As we sat and enjoyed the sunshine and the views Mike started wittering on about the next years project which is to walk back to Alston from Berwick using the North Sea Trail Then St. Oswald’s Way, some of the Hadrian’s Wall and some how linking up with Isaac’s Tea trail to finish back at Alston.
We continued to follow the Pennine Way for the decent down the Schil until the Pennine Way crossed the border into Scotland.
We turned east to follow a path down the Fleehope Burn. This was a very wet path with lots of slippery bits we allowed three of the party to sit down (fall) and take a close look at the vegetation. Eventually Mounthooly came into view and then as the sun began to set behind the Schil we reached the cars and the end of a long but really good days walk.
St Cuthbert's Way Challenge Walk
Well done to everybody who completed this 19.5 mile challenge walk.
After checking in at Wooler all the participants got on a number of busses that took them up to Morebattle for the start of this truly stunning challenge walk.
Initially they climbed Wideopen Hill, the highest point on the St Cuthbert's Way before climbing up through The Cheviot Hills. What a day!
You can view the finishing times for all participants by clicking here.
Please enjoy the YouTube film and the pictures from the day. I very much hope you can join us again next year.
Still heading North - St Cuthberts Way
After a week of Sunshine and showers Sundance was rather worried. Had the old soft shoe shuffle worked?
The drive up to Wooler looked promising that is until about 2 miles south of Wooler when the roads became very wet, but it was not raining. Our hope’s rise that the soft shoe shuffle had worked?
We all met at Wooler Common and piled on a mini-bus for the transfer to Kirk Yetholm. Things started to look bad, very dark clouds ahead and the roads west of Kirknewton had rivers running down the sides, then it began to rain! By the time we had reached the start of the walk at Halterburn (the end of the last Pennine Way walk) the rain had stopped but as the mini bus pulled away it started to RAIN again.
So the first job was for every one to don waterproofs. We set off along the clearly marked footpath heading upwards to the border after a climb of 500ft we reached the border between Scotland and England strangely there was no Border Control Agency people waiting to check passports, could it be the weather?
From here there is a very gradual descent to Hethpool following the Elsdon Burn. It was still raining! There was not any shelter from the rain as we walked through a plantation just bigger drops. At Hethpool we stopped for lunch as well as becoming lunch for the midges whilst trying to gain some shelter from the rain by sheltering under some big deciduous trees.

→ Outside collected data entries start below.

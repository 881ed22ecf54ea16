//! Ranking repository - idempotent ingest and leaderboard queries

use chrono::Utc;
use sqlx::PgPool;
use uuid::Uuid;

use arena_core::{MatchOutcome, MatchResultEvent};

use crate::models::UserScore;
use crate::{DbError, Result};

/// Repository for the ranking tables: scores, tournament participation,
/// and the processed-event ledger.
pub struct RankingRepository<'a> {
    pool: &'a PgPool,
}

impl<'a> RankingRepository<'a> {
    pub fn new(pool: &'a PgPool) -> Self {
        Self { pool }
    }

    /// Apply a match-result event exactly once.
    ///
    /// Everything happens in a single transaction: the idempotency check,
    /// the per-user counter upserts, the participation upsert, and the
    /// ledger insert. A concurrent duplicate delivery passes the check
    /// but collides on the ledger primary key, rolling its updates back.
    /// Returns `false` when the event had already been applied.
    pub async fn apply_match_result(&self, event: &MatchResultEvent) -> Result<bool> {
        let mut tx = self
            .pool
            .begin()
            .await
            .map_err(|e| DbError::Transaction(e.to_string()))?;

        let already: Option<(Uuid,)> =
            sqlx::query_as("SELECT match_id FROM processed_match_events WHERE match_id = $1")
                .bind(event.match_id)
                .fetch_optional(&mut *tx)
                .await
                .map_err(|e| DbError::Query(e.to_string()))?;

        if already.is_some() {
            tx.commit()
                .await
                .map_err(|e| DbError::Transaction(e.to_string()))?;
            return Ok(false);
        }

        let now = Utc::now();
        for user in &event.users {
            let won = i32::from(user.outcome == MatchOutcome::Win);
            let drawn = i32::from(user.outcome == MatchOutcome::Draw);
            let lost = 1 - won - drawn;

            sqlx::query(
                r#"
                INSERT INTO user_scores (
                    user_id, game_id, score, matches_played,
                    matches_won, matches_drawn, matches_lost, updated_at
                )
                VALUES ($1, $2, $3, 1, $4, $5, $6, $7)
                ON CONFLICT (user_id, game_id) DO UPDATE SET
                    score = user_scores.score + EXCLUDED.score,
                    matches_played = user_scores.matches_played + 1,
                    matches_won = user_scores.matches_won + EXCLUDED.matches_won,
                    matches_drawn = user_scores.matches_drawn + EXCLUDED.matches_drawn,
                    matches_lost = user_scores.matches_lost + EXCLUDED.matches_lost,
                    updated_at = EXCLUDED.updated_at
                "#,
            )
            .bind(user.user_id)
            .bind(&event.game_id)
            .bind(user.outcome.score_points())
            .bind(won)
            .bind(drawn)
            .bind(lost)
            .bind(now)
            .execute(&mut *tx)
            .await
            .map_err(|e| DbError::Query(e.to_string()))?;

            if let Some(tournament_id) = event.tournament_id {
                sqlx::query(
                    r#"
                    INSERT INTO user_tournament_participation (user_id, game_id, tournament_id)
                    VALUES ($1, $2, $3)
                    ON CONFLICT DO NOTHING
                    "#,
                )
                .bind(user.user_id)
                .bind(&event.game_id)
                .bind(tournament_id)
                .execute(&mut *tx)
                .await
                .map_err(|e| DbError::Query(e.to_string()))?;
            }
        }

        sqlx::query(
            r#"
            INSERT INTO processed_match_events (match_id, tournament_id, game_id, processed_at)
            VALUES ($1, $2, $3, $4)
            "#,
        )
        .bind(event.match_id)
        .bind(event.tournament_id)
        .bind(&event.game_id)
        .bind(now)
        .execute(&mut *tx)
        .await
        .map_err(|e| DbError::from_query(e, "match event already processed"))?;

        tx.commit()
            .await
            .map_err(|e| DbError::Transaction(e.to_string()))?;

        Ok(true)
    }

    /// Fetch a user's counters for a game
    pub async fn find_user_score(&self, user_id: Uuid, game_id: &str) -> Result<Option<UserScore>> {
        let result = sqlx::query_as::<_, UserScore>(
            "SELECT * FROM user_scores WHERE user_id = $1 AND game_id = $2",
        )
        .bind(user_id)
        .bind(game_id)
        .fetch_optional(self.pool)
        .await
        .map_err(|e| DbError::Query(e.to_string()))?;

        Ok(result)
    }

    /// Players of a game with a strictly higher score
    pub async fn count_higher_scores(&self, game_id: &str, score: i64) -> Result<i64> {
        let (count,): (i64,) =
            sqlx::query_as("SELECT COUNT(*) FROM user_scores WHERE game_id = $1 AND score > $2")
                .bind(game_id)
                .bind(score)
                .fetch_one(self.pool)
                .await
                .map_err(|e| DbError::Query(e.to_string()))?;

        Ok(count)
    }

    /// Distinct tournaments the user has played in for a game
    pub async fn count_tournaments_played(&self, user_id: Uuid, game_id: &str) -> Result<i64> {
        let (count,): (i64,) = sqlx::query_as(
            r#"
            SELECT COUNT(DISTINCT tournament_id) FROM user_tournament_participation
            WHERE user_id = $1 AND game_id = $2
            "#,
        )
        .bind(user_id)
        .bind(game_id)
        .fetch_one(self.pool)
        .await
        .map_err(|e| DbError::Query(e.to_string()))?;

        Ok(count)
    }

    /// Leaderboard page: players with at least one match, best score
    /// first, earlier updaters breaking ties.
    pub async fn leaderboard(
        &self,
        game_id: &str,
        limit: i64,
        offset: i64,
    ) -> Result<Vec<UserScore>> {
        let result = sqlx::query_as::<_, UserScore>(
            r#"
            SELECT * FROM user_scores
            WHERE game_id = $1 AND matches_played > 0
            ORDER BY score DESC, updated_at ASC
            LIMIT $2 OFFSET $3
            "#,
        )
        .bind(game_id)
        .bind(limit)
        .bind(offset)
        .fetch_all(self.pool)
        .await
        .map_err(|e| DbError::Query(e.to_string()))?;

        Ok(result)
    }

    /// Players qualifying for the leaderboard
    pub async fn leaderboard_total(&self, game_id: &str) -> Result<i64> {
        let (count,): (i64,) = sqlx::query_as(
            "SELECT COUNT(*) FROM user_scores WHERE game_id = $1 AND matches_played > 0",
        )
        .bind(game_id)
        .fetch_one(self.pool)
        .await
        .map_err(|e| DbError::Query(e.to_string()))?;

        Ok(count)
    }
}
//! Arena core domain
//!
//! Shared types for the tournament and ranking services: entity ids,
//! tournament formats and lifecycle statuses, the cross-service
//! match-result event schema, error kinds, and service configuration.

pub mod config;
pub mod error;
pub mod events;
pub mod tournament;

pub use config::{
    DatabaseSettings, HttpSettings, RankingClientSettings, RankingServiceConfig,
    TournamentServiceConfig,
};
pub use error::{CoreError, Result};
pub use events::{
    effective_game_id, MatchOutcome, MatchResultEvent, MatchResultUser, GLOBAL_GAME_ID,
};
pub use tournament::{
    BracketType, MatchStatus, ParticipantStatus, TournamentFormat, TournamentStatus,
};

/// Tournament id
pub type TournamentId = uuid::Uuid;

/// Participant entry id (one per tournament registration)
pub type EntryId = uuid::Uuid;

/// Match id
pub type MatchId = uuid::Uuid;

/// Platform user id
pub type UserId = uuid::Uuid;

As we started to leave our lunch spot it stopped raining. It was at this point we realised that the rain had a positive effect it had stopped Mike from wittering. Yes you guessed he now started. We crossed the College burn by a substantial bridge before starting to climb gently up the eastern side of the College valley. By now the sun was shining and waterproofs were being discarded, after a short stop to watch a small herd of Wild Cheviot Goats we entered a picturesque little wooded valley. The path gradually climbed up through a wide open hillside that was covered in harebells and a variety of other little flowers.
The path levelled out for a short distance past Toleehouse, before starting the long last climb up passing the side of Yeavering Bell and then Tom Tallon’s Crag. The path from here gently undulates for the next 3 or 4 Km. Views of the North Sea and Bewick Moor gradually began to disappear in the murk of another mass of rain clouds and yes it began to RAIN once more but only for about 30 minutes or so. The descent down Browns Law returned us back to our cars and wet boots and waterproofs were quickly discarded for dry clothes.